RECORD EXCERPTS Block Start
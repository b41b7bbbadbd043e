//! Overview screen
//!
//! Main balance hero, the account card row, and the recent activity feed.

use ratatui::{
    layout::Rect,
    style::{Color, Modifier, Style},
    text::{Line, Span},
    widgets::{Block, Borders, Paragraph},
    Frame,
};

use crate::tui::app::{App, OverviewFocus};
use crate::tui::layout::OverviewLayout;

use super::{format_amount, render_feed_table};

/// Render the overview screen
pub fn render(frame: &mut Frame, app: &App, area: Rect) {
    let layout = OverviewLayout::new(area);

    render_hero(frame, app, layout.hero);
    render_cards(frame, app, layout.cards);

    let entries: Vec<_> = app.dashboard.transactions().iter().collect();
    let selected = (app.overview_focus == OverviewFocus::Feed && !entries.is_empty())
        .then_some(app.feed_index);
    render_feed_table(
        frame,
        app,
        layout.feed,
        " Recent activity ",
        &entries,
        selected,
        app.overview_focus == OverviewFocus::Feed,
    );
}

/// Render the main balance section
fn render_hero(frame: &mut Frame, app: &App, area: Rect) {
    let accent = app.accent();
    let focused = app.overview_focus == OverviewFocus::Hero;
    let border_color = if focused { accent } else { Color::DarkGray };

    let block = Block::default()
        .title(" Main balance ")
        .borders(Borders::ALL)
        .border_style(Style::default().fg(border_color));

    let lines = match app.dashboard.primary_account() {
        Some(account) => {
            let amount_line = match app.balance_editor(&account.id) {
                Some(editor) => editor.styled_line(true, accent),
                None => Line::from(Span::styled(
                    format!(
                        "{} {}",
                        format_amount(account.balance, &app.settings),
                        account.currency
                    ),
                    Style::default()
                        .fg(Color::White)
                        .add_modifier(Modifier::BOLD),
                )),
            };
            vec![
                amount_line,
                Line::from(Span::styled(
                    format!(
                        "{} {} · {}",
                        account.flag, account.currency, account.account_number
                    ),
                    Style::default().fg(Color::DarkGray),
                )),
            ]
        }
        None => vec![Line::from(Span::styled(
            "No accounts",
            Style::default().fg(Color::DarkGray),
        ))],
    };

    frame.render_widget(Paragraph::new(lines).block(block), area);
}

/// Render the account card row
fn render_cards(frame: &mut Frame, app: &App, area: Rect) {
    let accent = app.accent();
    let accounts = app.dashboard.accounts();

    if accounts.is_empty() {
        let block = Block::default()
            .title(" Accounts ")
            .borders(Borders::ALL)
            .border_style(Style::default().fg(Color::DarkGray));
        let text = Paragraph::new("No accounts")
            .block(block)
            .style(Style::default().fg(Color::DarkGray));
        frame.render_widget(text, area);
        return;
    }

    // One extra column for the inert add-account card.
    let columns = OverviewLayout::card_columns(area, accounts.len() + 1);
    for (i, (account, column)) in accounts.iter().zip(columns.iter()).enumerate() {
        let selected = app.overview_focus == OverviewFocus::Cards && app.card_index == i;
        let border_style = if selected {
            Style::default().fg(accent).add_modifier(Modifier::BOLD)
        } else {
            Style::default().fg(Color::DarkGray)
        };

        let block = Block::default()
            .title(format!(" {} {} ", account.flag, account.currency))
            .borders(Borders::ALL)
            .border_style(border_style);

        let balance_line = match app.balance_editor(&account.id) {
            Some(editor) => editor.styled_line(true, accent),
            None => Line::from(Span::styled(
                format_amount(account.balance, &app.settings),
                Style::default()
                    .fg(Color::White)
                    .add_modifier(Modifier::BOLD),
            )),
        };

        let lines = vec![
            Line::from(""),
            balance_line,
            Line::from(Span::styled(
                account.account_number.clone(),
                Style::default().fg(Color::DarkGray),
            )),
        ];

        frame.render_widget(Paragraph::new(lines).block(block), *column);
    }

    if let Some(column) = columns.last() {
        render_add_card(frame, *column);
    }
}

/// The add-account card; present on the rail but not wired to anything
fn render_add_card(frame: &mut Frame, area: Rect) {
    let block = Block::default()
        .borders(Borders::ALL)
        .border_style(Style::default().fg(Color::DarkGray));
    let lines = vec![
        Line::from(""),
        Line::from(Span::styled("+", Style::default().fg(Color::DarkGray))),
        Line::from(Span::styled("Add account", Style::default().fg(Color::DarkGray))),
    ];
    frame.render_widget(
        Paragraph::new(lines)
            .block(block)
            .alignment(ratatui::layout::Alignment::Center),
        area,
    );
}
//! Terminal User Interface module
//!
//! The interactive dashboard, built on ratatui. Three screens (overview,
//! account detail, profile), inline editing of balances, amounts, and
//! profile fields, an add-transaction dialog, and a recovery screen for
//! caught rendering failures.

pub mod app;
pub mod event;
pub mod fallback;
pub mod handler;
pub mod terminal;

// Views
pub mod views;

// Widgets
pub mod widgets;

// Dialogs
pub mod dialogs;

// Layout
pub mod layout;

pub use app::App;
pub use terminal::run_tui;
RECORD EXCERPTS Block End
▶ TO DO:
Print out the whole of the material above exactly.

▶ WRITTEN ANSWER:
repository b41b7bbbadbd043e
//! Overview screen
//!
//! Main balance hero, the account card row, and the recent activity feed.

use ratatui::{
    layout::Rect,
    style::{Color, Modifier, Style},
    text::{Line, Span},
    widgets::{Block, Borders, Paragraph},
    Frame,
};

use crate::tui::app::{App, OverviewFocus};
use crate::tui::layout::OverviewLayout;

use super::{format_amount, render_feed_table};

/// Render the overview screen
pub fn render(frame: &mut Frame, app: &App, area: Rect) {
    let layout = OverviewLayout::new(area);

    render_hero(frame, app, layout.hero);
    render_cards(frame, app, layout.cards);

    let entries: Vec<_> = app.dashboard.transactions().iter().collect();
    let selected = (app.overview_focus == OverviewFocus::Feed && !entries.is_empty())
        .then_some(app.feed_index);
    render_feed_table(
        frame,
        app,
        layout.feed,
        " Recent activity ",
        &entries,
        selected,
        app.overview_focus == OverviewFocus::Feed,
    );
}

/// Render the main balance section
fn render_hero(frame: &mut Frame, app: &App, area: Rect) {
    let accent = app.accent();
    let focused = app.overview_focus == OverviewFocus::Hero;
    let border_color = if focused { accent } else { Color::DarkGray };

    let block = Block::default()
        .title(" Main balance ")
        .borders(Borders::ALL)
        .border_style(Style::default().fg(border_color));

    let lines = match app.dashboard.primary_account() {
        Some(account) => {
            let amount_line = match app.balance_editor(&account.id) {
                Some(editor) => editor.styled_line(true, accent),
                None => Line::from(Span::styled(
                    format!(
                        "{} {}",
                        format_amount(account.balance, &app.settings),
                        account.currency
                    ),
                    Style::default()
                        .fg(Color::White)
                        .add_modifier(Modifier::BOLD),
                )),
            };
            vec![
                amount_line,
                Line::from(Span::styled(
                    format!(
                        "{} {} · {}",
                        account.flag, account.currency, account.account_number
                    ),
                    Style::default().fg(Color::DarkGray),
                )),
            ]
        }
        None => vec![Line::from(Span::styled(
            "No accounts",
            Style::default().fg(Color::DarkGray),
        ))],
    };

    frame.render_widget(Paragraph::new(lines).block(block), area);
}

/// Render the account card row
fn render_cards(frame: &mut Frame, app: &App, area: Rect) {
    let accent = app.accent();
    let accounts = app.dashboard.accounts();

    if accounts.is_empty() {
        let block = Block::default()
            .title(" Accounts ")
            .borders(Borders::ALL)
            .border_style(Style::default().fg(Color::DarkGray));
        let text = Paragraph::new("No accounts")
            .block(block)
            .style(Style::default().fg(Color::DarkGray));
        frame.render_widget(text, area);
        return;
    }

    // One extra column for the inert add-account card.
    let columns = OverviewLayout::card_columns(area, accounts.len() + 1);
    for (i, (account, column)) in accounts.iter().zip(columns.iter()).enumerate() {
        let selected = app.overview_focus == OverviewFocus::Cards && app.card_index == i;
        let border_style = if selected {
            Style::default().fg(accent).add_modifier(Modifier::BOLD)
        } else {
            Style::default().fg(Color::DarkGray)
        };

        let block = Block::default()
            .title(format!(" {} {} ", account.flag, account.currency))
            .borders(Borders::ALL)
            .border_style(border_style);

        let balance_line = match app.balance_editor(&account.id) {
            Some(editor) => editor.styled_line(true, accent),
            None => Line::from(Span::styled(
                format_amount(account.balance, &app.settings),
                Style::default()
                    .fg(Color::White)
                    .add_modifier(Modifier::BOLD),
            )),
        };

        let lines = vec![
            Line::from(""),
            balance_line,
            Line::from(Span::styled(
                account.account_number.clone(),
                Style::default().fg(Color::DarkGray),
            )),
        ];

        frame.render_widget(Paragraph::new(lines).block(block), *column);
    }

    if let Some(column) = columns.last() {
        render_add_card(frame, *column);
    }
}

/// The add-account card; present on the rail but not wired to anything
fn render_add_card(frame: &mut Frame, area: Rect) {
    let block = Block::default()
        .borders(Borders::ALL)
        .border_style(Style::default().fg(Color::DarkGray));
    let lines = vec![
        Line::from(""),
        Line::from(Span::styled("+", Style::default().fg(Color::DarkGray))),
        Line::from(Span::styled("Add account", Style::default().fg(Color::DarkGray))),
    ];
    frame.render_widget(
        Paragraph::new(lines)
            .block(block)
            .alignment(ratatui::layout::Alignment::Center),
        area,
    );
}
//! Terminal User Interface module
//!
//! The interactive dashboard, built on ratatui. Three screens (overview,
//! account detail, profile), inline editing of balances, amounts, and
//! profile fields, an add-transaction dialog, and a recovery screen for
//! caught rendering failures.

pub mod app;
pub mod event;
pub mod fallback;
pub mod handler;
pub mod terminal;

// Views
pub mod views;

// Widgets
pub mod widgets;

// Dialogs
pub mod dialogs;

// Layout
pub mod layout;

pub use app::App;
pub use terminal::run_tui;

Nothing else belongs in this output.